Ce n’est pas la première fois que l’économie moderne produit un tel surplus. Dans les années 1970, une génération de diplômé·es s’était déjà heurtée à un plafond de sous-emploi et de chômage 2. Tout comme aujourd’hui, c’était une période d’importants bouleversements et ajustements économiques aux échelles nationales et internationales. Et comme aujourd’hui, les étudiant·es occupaient une place centrale dans les élans de protestation se répandant sur la planète, avec, dans les années 1960 et 1970, une multitude de mouvements de libération nationale, pour les droits civiques, contre la guerre ou sur les identités et, ces dernières années, le mouvement Occupy et le printemps arabe. Ce qui a brouillé notre compréhension des développements les plus récents, c’est qu’un grand nombre des luttes étudiantes se développaient à l’intérieur du système universitaire ; c’est-à-dire avant que les étudiant·es arrivent sur le marché du travail. Il s’agissait d’une cohorte hautement éduquée insaisissable pour la nomenclature économique existante (qu’on nommerait aujourd’hui « précariat ») ; à la place de quoi les médias collaient des étiquettes tirées d’une psychologie de bas étage pour identifier un « gouffre générationnel » à l’origine d’une « révolte de la jeunesse ».

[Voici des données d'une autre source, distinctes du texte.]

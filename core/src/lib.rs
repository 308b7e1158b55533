//! Synchronous client core for the CUFinder B2B data API.
//!
//! # Overview
//! Every endpoint is a form-encoded POST authenticated with an `x-api-key`
//! header. A call validates its parameter record, encodes it, sends it,
//! unwraps the optional `data` envelope and binds the result onto a typed
//! response record.
//!
//! # Design
//! - `Transport` is immutable after construction and safe to share between
//!   threads. The HTTP exchange itself sits behind `HttpExecutor`, so tests
//!   and hosts can supply their own.
//! - Parameter and response records are plain serde types. The form encoder
//!   is a serde `Serializer`, so wire names come from field names and
//!   `#[serde(rename)]`.
//! - `Service` exposes one method per endpoint; `Cufinder` adds the short
//!   positional helpers most callers want.

pub mod bind;
pub mod config;
pub mod endpoint;
pub mod envelope;
pub mod error;
pub mod form;
pub mod http;
pub mod models;
pub mod params;
pub mod responses;
pub mod retry;
pub mod sdk;
pub mod service;
pub mod transport;

#[cfg(test)]
mod test_support;

pub use config::ClientConfig;
pub use endpoint::{Endpoint, EndpointRequest};
pub use envelope::JsonObject;
pub use error::{CufError, Result};
pub use form::{encode, EncodedForm};
pub use http::{HttpExecutor, HttpRequest, HttpResponse, UreqExecutor};
pub use params::*;
pub use responses::*;
pub use retry::RetryPolicy;
pub use sdk::Cufinder;
pub use service::Service;
pub use transport::Transport;
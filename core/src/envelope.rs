//! Response envelope normalization.
//!
//! Some endpoints answer with the payload at the top level, others wrap it as
//! `{"data": {...}, "meta_data": {...}}`. `flatten` turns both shapes into the
//! flat form the response records bind against, for every endpoint alike.

use serde_json::{Map, Value};

/// A decoded JSON object.
pub type JsonObject = Map<String, Value>;

/// Unwrap a `data` envelope, carrying the outer `meta_data` into the payload.
///
/// When `data` is missing or not an object the input is returned unchanged.
/// An outer `meta_data` replaces any `meta_data` inside `data`.
pub fn flatten(mut raw: JsonObject) -> JsonObject {
    match raw.remove("data") {
        Some(Value::Object(mut inner)) => {
            if let Some(meta) = raw.remove("meta_data") {
                inner.insert("meta_data".to_string(), meta);
            }
            inner
        }
        Some(other) => {
            raw.insert("data".to_string(), other);
            raw
        }
        None => raw,
    }
}

#[cfg(test)]
mod tests {
    use serde_json::json;

    use super::*;

    fn object(value: Value) -> JsonObject {
        match value {
            Value::Object(map) => map,
            other => panic!("not an object: {other}"),
        }
    }

    #[test]
    fn unwraps_data_and_carries_meta_data() {
        let raw = object(json!({"data": {"email": "x@y.com"}, "meta_data": {"a": 1}}));
        let flat = flatten(raw);
        assert_eq!(
            Value::Object(flat),
            json!({"email": "x@y.com", "meta_data": {"a": 1}})
        );
    }

    #[test]
    fn outer_meta_data_overwrites_inner() {
        let raw = object(json!({
            "data": {"domain": "techcorp.com", "meta_data": {"inner": true}},
            "meta_data": {"outer": true}
        }));
        let flat = flatten(raw);
        assert_eq!(flat["meta_data"], json!({"outer": true}));
        assert_eq!(flat["domain"], "techcorp.com");
    }

    #[test]
    fn data_without_meta_data_keeps_inner_only() {
        let raw = object(json!({"data": {"domain": "techcorp.com"}, "status": 1}));
        let flat = flatten(raw);
        assert_eq!(Value::Object(flat), json!({"domain": "techcorp.com"}));
    }

    #[test]
    fn flat_payload_is_unchanged() {
        let raw = object(json!({"domain": "techcorp.com", "query": "TechCorp", "credit_count": 1}));
        let flat = flatten(raw.clone());
        assert_eq!(flat, raw);
    }

    #[test]
    fn non_object_data_is_left_in_place() {
        let raw = object(json!({"data": ["a", "b"], "meta_data": {"a": 1}}));
        let flat = flatten(raw.clone());
        assert_eq!(flat, raw);

        let raw = object(json!({"data": null}));
        assert_eq!(flatten(raw.clone()), raw);
    }
}
//! In-process stand-in for the CUFinder API.
//!
//! Every endpoint path accepts a form-encoded POST carrying an `x-api-key`
//! header and answers with a canned payload built from the submitted form.
//! Some payloads come back flat, others wrapped in a `data` envelope, so
//! clients see both shapes.
//!
//! Diagnostic paths used by client tests:
//! - `/echo` answers with the decoded form as a flat JSON object.
//! - `/boom` always fails with status 500 and a plain-text body.
//! - `/garbage` answers 200 with a body that is not JSON.
//! - `/flaky` fails with 503 twice, then succeeds.
//! - `/slow` sleeps for `ms` milliseconds (default 2000) before answering.
//!
//! Any submitted value equal to `unknown` yields a 404.

use std::collections::BTreeMap;
use std::sync::atomic::{AtomicUsize, Ordering};
use std::sync::Arc;
use std::time::Duration;

use axum::{
    extract::{Path, State},
    http::{header, HeaderMap, StatusCode},
    response::{IntoResponse, Response},
    routing::post,
    Json, Router,
};
use serde::Serialize;
use serde_json::{json, Value};
use tokio::net::TcpListener;

pub type Form = BTreeMap<String, String>;

/// Failures `/flaky` produces before it starts succeeding.
pub const FLAKY_FAILURES: usize = 2;

#[derive(Clone)]
struct AppState {
    api_key: Arc<str>,
    flaky_calls: Arc<AtomicUsize>,
}

#[derive(Serialize)]
struct ErrorBody {
    error: String,
}

fn error(status: StatusCode, message: &str) -> Response {
    (
        status,
        Json(ErrorBody {
            error: message.to_string(),
        }),
    )
        .into_response()
}

pub fn app(api_key: &str) -> Router {
    let state = AppState {
        api_key: Arc::from(api_key),
        flaky_calls: Arc::new(AtomicUsize::new(0)),
    };
    Router::new()
        .route("/{endpoint}", post(dispatch))
        .with_state(state)
}

pub async fn run(listener: TcpListener, api_key: &str) -> Result<(), std::io::Error> {
    axum::serve(listener, app(api_key)).await
}

async fn dispatch(
    State(state): State<AppState>,
    Path(endpoint): Path<String>,
    headers: HeaderMap,
    body: String,
) -> Response {
    let key = headers.get("x-api-key").and_then(|v| v.to_str().ok());
    if key != Some(&*state.api_key) {
        tracing::warn!(%endpoint, "rejected request with bad api key");
        return error(StatusCode::UNAUTHORIZED, "invalid api key");
    }

    let content_type = headers
        .get(header::CONTENT_TYPE)
        .and_then(|v| v.to_str().ok())
        .unwrap_or_default();
    if !content_type.starts_with("application/x-www-form-urlencoded") {
        return error(
            StatusCode::UNSUPPORTED_MEDIA_TYPE,
            "expected application/x-www-form-urlencoded",
        );
    }

    let form: Form = url::form_urlencoded::parse(body.as_bytes())
        .into_owned()
        .collect();
    tracing::info!(%endpoint, fields = form.len(), "handling request");

    match endpoint.as_str() {
        "echo" => Json(form).into_response(),
        "boom" => (StatusCode::INTERNAL_SERVER_ERROR, "internal error").into_response(),
        "garbage" => (StatusCode::OK, "not json").into_response(),
        "flaky" => {
            let call = state.flaky_calls.fetch_add(1, Ordering::SeqCst);
            if call < FLAKY_FAILURES {
                error(StatusCode::SERVICE_UNAVAILABLE, "try again")
            } else {
                Json(json!({ "attempt": call + 1 })).into_response()
            }
        }
        "slow" => {
            let ms = form
                .get("ms")
                .and_then(|ms| ms.parse().ok())
                .unwrap_or(2000);
            tokio::time::sleep(Duration::from_millis(ms)).await;
            Json(json!({})).into_response()
        }
        _ if form.values().any(|v| v == "unknown") => error(StatusCode::NOT_FOUND, "no result"),
        other => match fixture(other, &form) {
            Some(payload) => Json(payload).into_response(),
            None => error(StatusCode::NOT_FOUND, "unknown endpoint"),
        },
    }
}

fn field<'a>(form: &'a Form, name: &str) -> &'a str {
    form.get(name).map(String::as_str).unwrap_or_default()
}

fn envelope(data: Value) -> Value {
    json!({
        "status": 1,
        "data": data,
        "meta_data": { "source": "mock", "version": "v2" },
    })
}

/// Canned payload for an endpoint, or `None` for unknown paths.
pub fn fixture(endpoint: &str, form: &Form) -> Option<Value> {
    let payload = match endpoint {
        "cuf" => json!({
            "query": field(form, "company_name"),
            "credit_count": 1,
            "domain": "techcorp.com",
        }),
        "lcuf" => json!({
            "query": field(form, "company_name"),
            "credit_count": 1,
            "linkedin_url": "https://linkedin.com/company/techcorp",
        }),
        "dtc" => json!({
            "query": field(form, "company_website"),
            "credit_count": 1,
            "company_name": "TechCorp",
        }),
        "dte" => json!({
            "query": field(form, "company_website"),
            "credit_count": 1,
            "emails": ["info@techcorp.com", "sales@techcorp.com"],
        }),
        "ntp" => json!({
            "query": field(form, "company_name"),
            "credit_count": 1,
            "phones": ["+1-555-0100"],
        }),
        "rel" => json!({
            "query": field(form, "email"),
            "credit_count": 1,
            "person": {
                "full_name": "John Doe",
                "first_name": "John",
                "last_name": "Doe",
                "linkedin_followers": "1.2K",
                "job_title": "CTO",
                "company_name": "TechCorp",
            },
        }),
        "fcl" => json!({
            "query": field(form, "query"),
            "credit_count": 1,
            "companies": [
                { "name": "SimilarCorp", "domain": "similarcorp.com", "type": "Private", "employee_count": 120 },
                { "name": "OtherCorp", "domain": "othercorp.com" },
            ],
        }),
        "elf" => json!({
            "query": field(form, "query"),
            "credit_count": 1,
            "fundraising_info": {
                "funding_last_round_type": "Series A",
                "funding_ammount_currency_code": "USD",
                "funding_money_raised": "12000000",
            },
        }),
        "car" => json!({
            "query": field(form, "query"),
            "credit_count": 1,
            "annual_revenue": "$10M-$50M",
        }),
        "fcc" => json!({
            "query": field(form, "query"),
            "credit_count": 1,
            "subsidiaries": ["TechCorp Labs", "TechCorp Cloud"],
        }),
        "fts" => json!({
            "query": field(form, "query"),
            "credit_count": 1,
            "technologies": ["Rust", "PostgreSQL", "Kubernetes"],
        }),
        "epp" => envelope(json!({
            "query": field(form, "linkedin_url"),
            "credit_count": 2,
            "confidence_level": 88,
            "person": {
                "full_name": "John Doe",
                "linkedin_url": field(form, "linkedin_url"),
                "linkedin_followers": 1200,
                "job_title": "CTO",
            },
        })),
        "fwe" => envelope(json!({
            "query": field(form, "linkedin_url"),
            "credit_count": 1,
            "work_email": "john.doe@techcorp.com",
        })),
        "tep" => envelope(json!({
            "query": { "full_name": field(form, "full_name"), "company": field(form, "company") },
            "credit_count": 2,
            "confidence_level": 88,
            "person": {
                "full_name": field(form, "full_name"),
                "company_name": field(form, "company"),
                "email": "john.doe@techcorp.com",
                "phone": "+1-555-0101",
                "job_title": "CTO",
            },
        })),
        "enc" => envelope(json!({
            "query": field(form, "query"),
            "credit_count": 2,
            "company": {
                "name": "TechCorp",
                "domain": "techcorp.com",
                "type": "Public",
                "industry": "Software",
                "size": "51-200",
                "employee_count": 150,
            },
        })),
        "cec" => json!({
            "query": field(form, "query"),
            "credit_count": 1,
            "countries": { "US": 120, "DE": 30 },
        }),
        "clo" => json!({
            "query": field(form, "query"),
            "credit_count": 1,
            "locations": [
                { "country": "US", "state": "CA", "city": "San Francisco", "line1": "1 Market St" },
            ],
        }),
        "cse" => json!({
            "query": form,
            "credit_count": 5,
            "companies": [
                {
                    "name": "TechCorp",
                    "domain": "techcorp.com",
                    "industry": field(form, "industry"),
                    "employees": { "range": "51-200", "count": 150 },
                    "main_location": { "country": field(form, "country") },
                },
            ],
        }),
        "pse" => json!({
            "query": form,
            "credit_count": 5,
            "peoples": [
                {
                    "full_name": "Jane Smith",
                    "current_job": { "title": "Engineering Manager", "role": field(form, "job_title_role") },
                    "location": { "country": field(form, "country") },
                },
            ],
        }),
        "lbs" => json!({
            "query": form,
            "credit_count": 5,
            "companies": [
                { "name": "Corner Cafe", "city": field(form, "city"), "industry": field(form, "industry") },
            ],
        }),
        "bcd" => json!({
            "query": field(form, "url"),
            "credit_count": 1,
            "customers": ["Acme", "Globex"],
        }),
        "ccp" => json!({
            "query": field(form, "url"),
            "credit_count": 1,
            "careers_page_url": "https://techcorp.com/careers",
        }),
        "isc" => json!({
            "query": field(form, "url"),
            "credit_count": 1,
            "is_saas": "yes",
        }),
        "cbc" => json!({
            "query": field(form, "url"),
            "credit_count": 1,
            "business_type": "B2B",
        }),
        "csc" => json!({
            "query": field(form, "url"),
            "credit_count": 1,
            "mission_statement": "Make data useful.",
        }),
        _ => return None,
    };
    Some(payload)
}

#[cfg(test)]
mod tests {
    use super::*;

    fn form(pairs: &[(&str, &str)]) -> Form {
        pairs
            .iter()
            .map(|(k, v)| (k.to_string(), v.to_string()))
            .collect()
    }

    #[test]
    fn cuf_fixture_echoes_company_name() {
        let payload = fixture("cuf", &form(&[("company_name", "TechCorp")])).unwrap();
        assert_eq!(
            payload,
            json!({"domain": "techcorp.com", "query": "TechCorp", "credit_count": 1})
        );
    }

    #[test]
    fn enveloped_fixtures_carry_meta_data() {
        let payload = fixture("tep", &form(&[("full_name", "John Doe"), ("company", "TechCorp")])).unwrap();
        assert_eq!(payload["data"]["person"]["full_name"], "John Doe");
        assert_eq!(payload["meta_data"]["source"], "mock");
    }

    #[test]
    fn search_fixtures_echo_the_filters() {
        let payload = fixture("lbs", &form(&[("city", "Austin")])).unwrap();
        assert_eq!(payload["query"]["city"], "Austin");
        assert_eq!(payload["companies"][0]["city"], "Austin");
    }

    #[test]
    fn unknown_endpoint_has_no_fixture() {
        assert!(fixture("nope", &Form::new()).is_none());
    }
}
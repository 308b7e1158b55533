//! Bounded exponential backoff for transient exchange failures.
//!
//! Only errors for which `CufError::is_retryable` holds are repeated, which
//! means 5xx responses. Transports start with `RetryPolicy::none()`; callers
//! opt in through `ClientConfig::with_max_retries` or
//! `Transport::with_retry_policy`. Sleeping blocks the calling thread,
//! matching the synchronous transport.

use std::time::Duration;

use crate::error::Result;

/// Retry parameters for one transport.
///
/// `max_retries` counts attempts after the first one, so `0` means a single
/// attempt.
#[derive(Debug, Clone, PartialEq)]
pub struct RetryPolicy {
    pub max_retries: u32,
    pub initial_delay: Duration,
    pub max_delay: Duration,
    pub backoff_multiplier: f64,
}

impl Default for RetryPolicy {
    fn default() -> Self {
        Self {
            max_retries: 3,
            initial_delay: Duration::from_millis(100),
            max_delay: Duration::from_secs(5),
            backoff_multiplier: 2.0,
        }
    }
}

impl RetryPolicy {
    pub fn with_max_retries(max_retries: u32) -> Self {
        Self {
            max_retries,
            ..Self::default()
        }
    }

    /// A policy that never retries.
    pub fn none() -> Self {
        Self::with_max_retries(0)
    }

    /// Delay before retry number `attempt` (zero-based), capped at `max_delay`.
    pub fn delay_for_attempt(&self, attempt: u32) -> Duration {
        let exponent = i32::try_from(attempt).unwrap_or(i32::MAX);
        let secs = self.initial_delay.as_secs_f64() * self.backoff_multiplier.powi(exponent);
        let capped = secs.min(self.max_delay.as_secs_f64());
        Duration::try_from_secs_f64(capped).unwrap_or(self.max_delay)
    }
}

/// Run `operation`, repeating it on retryable errors until it succeeds or the
/// policy is exhausted. The last error is returned.
pub fn retry_with_backoff<T, F>(policy: &RetryPolicy, mut operation: F) -> Result<T>
where
    F: FnMut() -> Result<T>,
{
    let mut attempt = 0;
    loop {
        match operation() {
            Ok(value) => {
                if attempt > 0 {
                    tracing::info!(attempt = attempt + 1, "request succeeded after retry");
                }
                return Ok(value);
            }
            Err(err) if err.is_retryable() && attempt < policy.max_retries => {
                let delay = policy.delay_for_attempt(attempt);
                tracing::warn!(
                    attempt = attempt + 1,
                    max_retries = policy.max_retries,
                    delay_ms = delay.as_millis() as u64,
                    error = %err,
                    "request failed, retrying"
                );
                std::thread::sleep(delay);
                attempt += 1;
            }
            Err(err) => return Err(err),
        }
    }
}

Cependant, la production de diplômé·es s’est retrouvée en butte à la capacité du système à les absorber. Richard Freeman, qui décrit très précisément ce phénomène dans The Overeducated American, écrit : « [Les] titulaires de diplômes […] dans la plupart des domaines ont, dès le début des années 1970, accepté des salaires à des taux de rémunération réels bien en-deçà de ceux de leurs prédécesseur·es – et bien souvent pour des emplois hors de leur domaine d’études et bien moins prestigieux que celui auquel ils ou elles aspiraient 3. » En d’autres termes, ce qui avait débuté dans les années 1960 comme un rejet de la société états-unienne, dû à ses caractères endémiques relatifs aux inégalités et à la guerre, est devenu une incapacité du système à intégrer dans le marché du travail à cause de changements des conditions économiques. Un demi-siècle plus tard, nous sommes maintenant en mesure d’identifier un schéma récurrent qui n’a été qu’entraperçu à ses prémices : les diplômé·es du supérieur en pleine chute sociale et économique.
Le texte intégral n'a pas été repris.